Felipe esconde sus ojos chinos detrás de unas gafas ojos chingos impresos. Los ojos chinos son de gran utilidad a la hora de mirar al sol ya que no existen gafas de ojos chingos graduadas. Al igual que los ojos chinos, las gafas de ojos chingos no transmiten emociones, por lo que Felipe está pensando en pasar por la óptica y encargar unas gafas de ojos saltones con muelles para miopes faltos de expresividad.

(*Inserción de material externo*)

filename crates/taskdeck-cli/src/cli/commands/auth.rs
//! Session command handlers.

use std::path::PathBuf;

use anyhow::{Result, anyhow, bail};
use taskdeck_core::config::Config;
use taskdeck_core::guard::{Access, Route};
use taskdeck_core::models::{ProfileImage, Registration, User};
use taskdeck_core::validation;

use super::{Client, NOT_LOGGED_IN, password_or_stdin};

pub struct RegisterForm {
    pub names: String,
    pub lastnames: String,
    pub age: u32,
    pub email: String,
    pub password: Option<String>,
    pub profile_image: Option<PathBuf>,
}

/// Public pages bounce signed-in users; mirror that before prompting.
async fn already_signed_in(client: &Client) -> Option<User> {
    let ctx = client.ctx();
    ctx.session().verify().await;
    match ctx.guard(Route::Login).await {
        Access::Redirect(_) => ctx.session().user().await,
        Access::Allow | Access::Pending => None,
    }
}

async fn session_error(client: &Client) -> anyhow::Error {
    let session = client.ctx().session().snapshot().await;
    anyhow!(session.error.unwrap_or_else(|| "Request failed".to_string()))
}

pub async fn login(client: &Client, email: &str, password: Option<String>) -> Result<()> {
    if let Some(user) = already_signed_in(client).await {
        println!("Already logged in as {}.", user.display_name());
        return Ok(());
    }

    let password = password_or_stdin(password)?;
    validation::validate_login(email, &password)?;

    if client.ctx().login(email.trim(), &password).await.is_none() {
        return Err(session_error(client).await);
    }
    let name = client
        .ctx()
        .session()
        .user()
        .await
        .map(|user| user.display_name())
        .unwrap_or_default();
    println!("Logged in as {name}.");
    Ok(())
}

pub async fn register(client: &Client, form: RegisterForm) -> Result<()> {
    if let Some(user) = already_signed_in(client).await {
        println!("Already logged in as {}.", user.display_name());
        return Ok(());
    }

    let profile_image = form
        .profile_image
        .as_deref()
        .map(ProfileImage::from_path)
        .transpose()?;
    let data = Registration {
        names: form.names.trim().to_string(),
        lastnames: form.lastnames.trim().to_string(),
        age: form.age,
        email: form.email.trim().to_string(),
        password: password_or_stdin(form.password)?,
        profile_image,
    };
    validation::validate_registration(&data)?;

    if client.ctx().register(&data).await.is_none() {
        return Err(session_error(client).await);
    }
    println!("Welcome, {}!", data.names);
    Ok(())
}

pub async fn logout(client: &Client) -> Result<()> {
    client.ctx().logout().await;
    client.forget_session();
    println!("Logged out.");
    Ok(())
}

pub async fn whoami(client: &Client, config: &Config) -> Result<()> {
    client.ctx().session().verify().await;
    let Some(user) = client.ctx().session().user().await else {
        bail!(NOT_LOGGED_IN);
    };

    println!("{} <{}>", user.display_name(), user.email);
    if let Some(url) = user
        .profile_image
        .as_deref()
        .and_then(|image| config.profile_image_url(image))
    {
        println!("Profile image: {url}");
    }
    Ok(())
}
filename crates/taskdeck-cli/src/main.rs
mod cli;

fn main() {
    if let Err(e) = cli::run() {
        eprintln!("{e:#}"); // pretty anyhow chain
        std::process::exit(1);
    }
}
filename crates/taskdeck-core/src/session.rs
//! Authentication session store.
//!
//! Holds who is signed in and exposes verify/login/register/logout as the only
//! way to change it. Failures never escape as raw transport errors: `verify`
//! treats them as "not logged in", login/register collapse them into one
//! static message each, and logout is applied locally no matter what.

use std::sync::Arc;

use tokio::sync::Mutex;
use tracing::{debug, info, warn};

use crate::api::AuthApi;
use crate::guard::Route;
use crate::models::{Registration, User};

pub const LOGIN_FAILED: &str = "Invalid credentials";
pub const REGISTRATION_FAILED: &str = "Registration failed";

/// Observable session state.
///
/// At rest `is_authenticated == user.is_some()`; the two may only diverge
/// while a request is in flight (`is_loading`).
#[derive(Debug, Clone, PartialEq, Eq)]
pub struct Session {
    pub user: Option<User>,
    pub is_authenticated: bool,
    pub is_loading: bool,
    pub error: Option<String>,
}

/// Coarse session phase derived from [`Session`].
#[derive(Debug, Clone, Copy, PartialEq, Eq)]
pub enum SessionPhase {
    /// Not resolved yet (startup verify or a login/register in flight).
    Unknown,
    Authenticated,
    Anonymous,
}

impl Default for Session {
    fn default() -> Self {
        Self {
            user: None,
            is_authenticated: false,
            is_loading: true,
            error: None,
        }
    }
}

impl Session {
    pub fn authenticated(user: User) -> Self {
        Self {
            user: Some(user),
            is_authenticated: true,
            is_loading: false,
            error: None,
        }
    }

    pub fn anonymous() -> Self {
        Self {
            user: None,
            is_authenticated: false,
            is_loading: false,
            error: None,
        }
    }

    fn failed(message: &str) -> Self {
        Self {
            error: Some(message.to_string()),
            ..Self::anonymous()
        }
    }

    pub fn phase(&self) -> SessionPhase {
        if self.is_authenticated {
            SessionPhase::Authenticated
        } else if self.is_loading {
            SessionPhase::Unknown
        } else {
            SessionPhase::Anonymous
        }
    }
}

pub struct SessionStore<A> {
    api: Arc<A>,
    state: Mutex<Session>,
}

impl<A: AuthApi> SessionStore<A> {
    pub fn new(api: Arc<A>) -> Self {
        Self {
            api,
            state: Mutex::new(Session::default()),
        }
    }

    pub async fn snapshot(&self) -> Session {
        self.state.lock().await.clone()
    }

    pub async fn user(&self) -> Option<User> {
        self.state.lock().await.user.clone()
    }

    pub async fn clear_error(&self) {
        self.state.lock().await.error = None;
    }

    async fn begin(&self) {
        let mut state = self.state.lock().await;
        state.is_loading = true;
        state.error = None;
    }

    async fn set(&self, session: Session) {
        *self.state.lock().await = session;
    }

    /// Resolves the startup session from the server-held cookie.
    ///
    /// Any failure is the expected "not logged in" path: no error is recorded.
    /// Returns the login route when the session turns out to be anonymous.
    pub async fn verify(&self) -> Option<Route> {
        self.begin().await;
        match self.api.profile().await {
            Ok(user) => {
                debug!(user = %user.id, "session verified");
                self.set(Session::authenticated(user)).await;
                None
            }
            Err(err) => {
                debug!(error = %err, "no active session");
                self.set(Session::anonymous()).await;
                Some(Route::Login)
            }
        }
    }

    /// Signs in. Returns the dashboard route on success.
    pub async fn login(&self, email: &str, password: &str) -> Option<Route> {
        self.begin().await;
        match self.api.login(email, password).await {
            Ok(response) => {
                info!(user = %response.user.id, "logged in");
                self.set(Session::authenticated(response.user)).await;
                Some(Route::Dashboard)
            }
            Err(err) => {
                warn!(error = %err, "login failed");
                self.set(Session::failed(LOGIN_FAILED)).await;
                None
            }
        }
    }

    /// Creates an account and signs in. Returns the dashboard route on success.
    pub async fn register(&self, data: &Registration) -> Option<Route> {
        self.begin().await;
        match self.api.register(data).await {
            Ok(response) => {
                info!(user = %response.user.id, "registered");
                self.set(Session::authenticated(response.user)).await;
                Some(Route::Dashboard)
            }
            Err(err) => {
                warn!(error = %err, "registration failed");
                self.set(Session::failed(REGISTRATION_FAILED)).await;
                None
            }
        }
    }

    /// Signs out. Local state always ends anonymous, even if the request fails.
    pub async fn logout(&self) -> Route {
        self.begin().await;
        if let Err(err) = self.api.logout().await {
            warn!(error = %err, "logout request failed; clearing local session anyway");
        }
        self.set(Session::anonymous()).await;
        Route::Login
    }
}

Lejos del chiste fácil y de mal gusto, la reacción química de la dieta bananera y la radiación solar estival han tintado de amarillo la piel de Felipe, dándole un aspecto peculiar aunque, en cierto modo, más coherente. Felipe nunca acaba de fiarse de esta coloración y teme que algún día sea su hígado el que decida pasarle factura por tantos años de sobreexplotación inundándole de azufre.
Cuando dos personas de ojos chinos se miran no saben si se están desafiando, si están tristes o deseosos. El acercamiento es inevitable y la respuesta sólo llega en forma de olor cuando la nariz está pegada al cuello del interlocutor. No dejan de mirarse pero son las manos las que hacen guiños, los dientes bizquean y la lengua se pone en blanco.
En un momento como este, sería conveniente llevar un parche para no perder de vista los elementos periféricos de la escena y poder recordarla cuando la mujer de ojos chinos ya esté lejos, en Yakutia, y Felipe vuelva a la estación donde el transiberiano no tiene parada.